Collection entries
══════
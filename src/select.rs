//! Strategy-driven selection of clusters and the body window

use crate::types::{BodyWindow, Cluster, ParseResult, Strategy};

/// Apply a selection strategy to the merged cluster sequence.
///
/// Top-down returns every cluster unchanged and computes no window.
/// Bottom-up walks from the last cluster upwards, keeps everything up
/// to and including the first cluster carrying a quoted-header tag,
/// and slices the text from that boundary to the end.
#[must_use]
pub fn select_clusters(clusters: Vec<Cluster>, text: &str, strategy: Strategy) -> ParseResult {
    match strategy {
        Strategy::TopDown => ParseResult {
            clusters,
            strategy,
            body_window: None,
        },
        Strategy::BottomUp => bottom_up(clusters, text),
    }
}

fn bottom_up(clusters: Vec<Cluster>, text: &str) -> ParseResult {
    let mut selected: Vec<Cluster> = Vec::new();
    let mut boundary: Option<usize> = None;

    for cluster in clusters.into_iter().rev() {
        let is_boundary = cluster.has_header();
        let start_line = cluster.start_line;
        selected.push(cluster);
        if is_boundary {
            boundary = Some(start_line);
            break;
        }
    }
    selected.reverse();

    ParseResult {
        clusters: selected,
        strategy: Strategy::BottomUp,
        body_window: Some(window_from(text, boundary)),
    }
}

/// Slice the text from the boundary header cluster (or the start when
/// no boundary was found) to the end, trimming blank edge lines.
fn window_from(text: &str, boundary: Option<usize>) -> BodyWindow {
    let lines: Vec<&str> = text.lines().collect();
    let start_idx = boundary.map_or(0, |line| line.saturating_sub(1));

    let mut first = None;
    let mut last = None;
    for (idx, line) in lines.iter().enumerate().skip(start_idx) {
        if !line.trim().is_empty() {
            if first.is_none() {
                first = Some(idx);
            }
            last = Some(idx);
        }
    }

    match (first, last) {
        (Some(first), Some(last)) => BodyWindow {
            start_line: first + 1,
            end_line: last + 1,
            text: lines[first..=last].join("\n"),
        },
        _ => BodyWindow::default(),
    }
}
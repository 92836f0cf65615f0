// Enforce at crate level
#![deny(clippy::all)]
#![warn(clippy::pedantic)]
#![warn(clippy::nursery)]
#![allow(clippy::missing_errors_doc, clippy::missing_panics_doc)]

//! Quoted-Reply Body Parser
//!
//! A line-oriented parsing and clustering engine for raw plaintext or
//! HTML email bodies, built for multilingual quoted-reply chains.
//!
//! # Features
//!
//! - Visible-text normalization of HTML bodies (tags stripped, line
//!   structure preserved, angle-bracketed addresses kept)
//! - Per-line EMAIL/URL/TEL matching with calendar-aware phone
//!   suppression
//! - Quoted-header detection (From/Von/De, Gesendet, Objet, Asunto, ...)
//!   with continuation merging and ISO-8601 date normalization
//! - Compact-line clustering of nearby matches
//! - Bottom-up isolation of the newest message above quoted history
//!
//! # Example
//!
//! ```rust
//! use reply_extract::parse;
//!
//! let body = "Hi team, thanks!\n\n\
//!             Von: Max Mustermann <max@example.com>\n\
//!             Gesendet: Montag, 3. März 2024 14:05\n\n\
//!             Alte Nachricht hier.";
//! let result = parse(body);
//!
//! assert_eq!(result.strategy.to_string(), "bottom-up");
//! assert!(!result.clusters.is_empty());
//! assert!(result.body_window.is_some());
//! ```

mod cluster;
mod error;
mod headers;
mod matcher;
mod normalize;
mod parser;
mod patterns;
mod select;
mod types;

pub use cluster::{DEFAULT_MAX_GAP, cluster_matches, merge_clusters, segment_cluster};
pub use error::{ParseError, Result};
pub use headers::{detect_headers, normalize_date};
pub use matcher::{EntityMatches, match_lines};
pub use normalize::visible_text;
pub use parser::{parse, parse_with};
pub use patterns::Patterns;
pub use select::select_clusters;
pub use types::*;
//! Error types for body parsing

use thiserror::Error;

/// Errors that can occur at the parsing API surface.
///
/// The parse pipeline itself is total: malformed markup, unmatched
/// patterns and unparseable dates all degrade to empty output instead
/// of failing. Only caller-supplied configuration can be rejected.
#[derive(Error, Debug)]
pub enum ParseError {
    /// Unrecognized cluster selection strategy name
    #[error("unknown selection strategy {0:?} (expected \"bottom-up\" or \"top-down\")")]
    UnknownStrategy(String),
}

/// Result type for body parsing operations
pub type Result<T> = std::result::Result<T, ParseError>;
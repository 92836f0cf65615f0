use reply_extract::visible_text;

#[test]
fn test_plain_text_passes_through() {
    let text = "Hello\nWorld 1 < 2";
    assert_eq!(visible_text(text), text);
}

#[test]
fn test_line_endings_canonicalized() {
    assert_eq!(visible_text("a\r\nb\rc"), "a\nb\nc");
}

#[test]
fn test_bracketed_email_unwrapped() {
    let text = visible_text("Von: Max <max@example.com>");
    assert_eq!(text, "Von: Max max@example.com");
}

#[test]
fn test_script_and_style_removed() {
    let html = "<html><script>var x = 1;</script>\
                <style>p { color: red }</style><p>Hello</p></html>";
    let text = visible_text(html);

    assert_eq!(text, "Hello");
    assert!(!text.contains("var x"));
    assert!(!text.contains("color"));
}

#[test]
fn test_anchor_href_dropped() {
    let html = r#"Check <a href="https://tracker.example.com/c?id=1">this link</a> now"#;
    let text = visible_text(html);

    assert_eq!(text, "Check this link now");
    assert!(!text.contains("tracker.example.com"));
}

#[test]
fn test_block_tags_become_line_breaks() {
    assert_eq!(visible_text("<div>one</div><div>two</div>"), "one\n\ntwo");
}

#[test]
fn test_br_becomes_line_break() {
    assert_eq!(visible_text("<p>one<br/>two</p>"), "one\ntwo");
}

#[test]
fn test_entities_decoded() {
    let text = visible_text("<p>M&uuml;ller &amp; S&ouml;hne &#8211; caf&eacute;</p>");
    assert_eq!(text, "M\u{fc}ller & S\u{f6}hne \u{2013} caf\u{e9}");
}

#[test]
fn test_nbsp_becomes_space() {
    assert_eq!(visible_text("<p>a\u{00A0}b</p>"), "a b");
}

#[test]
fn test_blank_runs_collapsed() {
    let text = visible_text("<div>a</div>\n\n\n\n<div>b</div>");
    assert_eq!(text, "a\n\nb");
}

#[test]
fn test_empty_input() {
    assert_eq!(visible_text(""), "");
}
══════
Task directions
Search the data for the word "selected" and copy each line where it appears.

Solution below
    let mut selected: Vec<Cluster> = Vec::new();
        selected.push(cluster);
    selected.reverse();
        clusters: selected,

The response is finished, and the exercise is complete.